BAB 17.6 : TELANLAH AKU SAMPAI BATAS KEPALA
"Siapkan formasi Panca Mukhi Usana!" seru Panji.
"Andi kamu mundur! Ambil pelontar roket ini dan isi ulang lalu tembak dia!" seru Sitanggang sembari melemparkan pelontar roketnya pada Andi.
Lima Lokapala selain Andi langsung memasukkan sel energi yang mampu menyalurkan energi para Usana ke dalam pistol mereka dan mereka semua langsung membidik ke arah Batu Bertangkup itu. Sementara itu Andi langsung berlari ke arah peti amunisi dan mengambil satu dari tiga persediaan roket terakhir dan mulai membidik ke arah makhluk ganjil yang perlahan mulai maju mendekat ke arah Sitanggang dan Panji.

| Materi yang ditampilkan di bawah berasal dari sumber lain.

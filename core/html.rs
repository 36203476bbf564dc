use once_cell::sync::Lazy;
use regex::Regex;

/// Reduces raw HTML to readable text. Treated as an opaque transform by the
/// URL fetcher; embedders may swap in a richer implementation.
pub trait HtmlCleaner: Send + Sync {
    fn clean(&self, html: &str) -> String;
}

/// Extracts the sub-content matched by a CSS-style selector. Returns `None`
/// when the selector matches nothing.
pub trait SelectorContentExtractor: Send + Sync {
    fn extract(&self, html: &str, selector: &str) -> Option<String>;
}

static SCRIPT_RE: Lazy<Regex> = Lazy::new(|| {
    Regex::new(
        r"(?is)<script\b[^>]*>.*?</script>|<style\b[^>]*>.*?</style>|<noscript\b[^>]*>.*?</noscript>",
    )
    .expect("valid regex")
});
static BLOCK_END_RE: Lazy<Regex> = Lazy::new(|| {
    Regex::new(r"(?i)</(p|div|li|ul|ol|h[1-6]|tr|table|section|article|blockquote)>|<br\s*/?>")
        .expect("valid regex")
});
static TAG_RE: Lazy<Regex> = Lazy::new(|| Regex::new(r"(?s)<[^>]+>").expect("valid regex"));
static BLANK_RE: Lazy<Regex> = Lazy::new(|| Regex::new(r"\n{3,}").expect("valid regex"));

/// Regex-based cleaner: drops script/style blocks, turns block-level tag
/// boundaries into newlines, strips remaining tags and decodes the common
/// entities.
#[derive(Debug, Default, Clone, Copy)]
pub struct RegexHtmlCleaner;

impl HtmlCleaner for RegexHtmlCleaner {
    fn clean(&self, html: &str) -> String {
        let text = SCRIPT_RE.replace_all(html, "");
        let text = BLOCK_END_RE.replace_all(&text, "\n");
        let text = TAG_RE.replace_all(&text, "");
        let text = text
            .replace("&nbsp;", " ")
            .replace("&amp;", "&")
            .replace("&lt;", "<")
            .replace("&gt;", ">")
            .replace("&quot;", "\"")
            .replace("&#39;", "'");
        let text = BLANK_RE.replace_all(&text, "\n\n");
        text.trim().to_string()
    }
}

/// Selector extractor supporting the `#id`, `.class` and bare-tag selector
/// forms, returning the inner HTML of the first matching element.
#[derive(Debug, Default, Clone, Copy)]
pub struct TagSelectorExtractor;

impl SelectorContentExtractor for TagSelectorExtractor {
    fn extract(&self, html: &str, selector: &str) -> Option<String> {
        let selector = selector.trim();
        let open_re = if let Some(id) = selector.strip_prefix('#') {
            Regex::new(&format!(
                r#"(?is)<([a-z][a-z0-9]*)\b[^>]*\bid\s*=\s*["']{}["'][^>]*>"#,
                regex::escape(id)
            ))
        } else if let Some(class) = selector.strip_prefix('.') {
            Regex::new(&format!(
                r#"(?is)<([a-z][a-z0-9]*)\b[^>]*\bclass\s*=\s*["'][^"']*\b{}\b[^"']*["'][^>]*>"#,
                regex::escape(class)
            ))
        } else {
            Regex::new(&format!(
                r"(?is)<({})\b[^>]*>",
                regex::escape(selector)
            ))
        }
        .ok()?;

        let captures = open_re.captures(html)?;
        let full_match = captures.get(0)?;
        let tag = captures.get(1)?.as_str().to_lowercase();
        let rest = &html[full_match.end()..];
        Some(inner_html(rest, &tag))
    }
}

/// Walk the remainder of the document balancing `tag` open/close pairs and
/// return everything up to the matching close tag.
fn inner_html(rest: &str, tag: &str) -> String {
    let token_re = match Regex::new(&format!(r"(?is)<(/?){}\b[^>]*>", regex::escape(tag))) {
        Ok(re) => re,
        Err(_) => return rest.to_string(),
    };

    let mut depth = 1usize;
    for m in token_re.find_iter(rest) {
        let token = m.as_str();
        if token.starts_with("</") {
            depth -= 1;
            if depth == 0 {
                return rest[..m.start()].to_string();
            }
        } else if !token.ends_with("/>") {
            depth += 1;
        }
    }
    // No matching close tag; take the remainder.
    rest.to_string()
}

Begitu amunisi sudah terisi, Andi langsung berlutut dan mengarahkan pelontar roketnya ke arah Batu Bertangkup kemudian menarik picu senjatanya. Satu roket melesat dan menghantam bagian dada Batu Bertangkup dan bersamaan dengan itu pula sebuah ledakan susulan timbul sebagai akibat tercapainya titik kritis pertemuan energi Lima Usana. Ledakan itu menghamburkan serpihan-serpihan batu ke segala arah namun yang membuat mereka semua terkejut – tak terkecuali para polisi dan prajurit zeni yang tadi mengambil jarak aman – adalah adanya seseorang yang terjebak dari pinggang ke bawah di sebuah batu nyaris bulat sempurna yang tadinya terdapat dalam makhluk mirip manusia tadi.
"Yahya! Briptu Yahya!" seorang polisi memanggil-manggil nama sosok yang terjebak dalam batu tersebut.
Sosok itu sendiri merespon panggilan itu dengan seulas senyuman sebelum berujar, "Batu bertangkup, batu terbelah ... ."
"Anjay! Hentikan dia! Bungkam mulut dia!" seru Sitanggang ketika menyadari apa yang hendak orang itu ucapkan.
"Telanlah aku sampai batas kepala!" usai Yahya berkata demikian, tubuhnya terperosok seutuhnya ke dalam batu bulat itu, lebih ganjilnya tak ada satupun lubang yang tampak di permukaan batu tersebut meski jelas-jelas tadi tubuh atas Briptu Yahya mencuat dari atas batu tersebut.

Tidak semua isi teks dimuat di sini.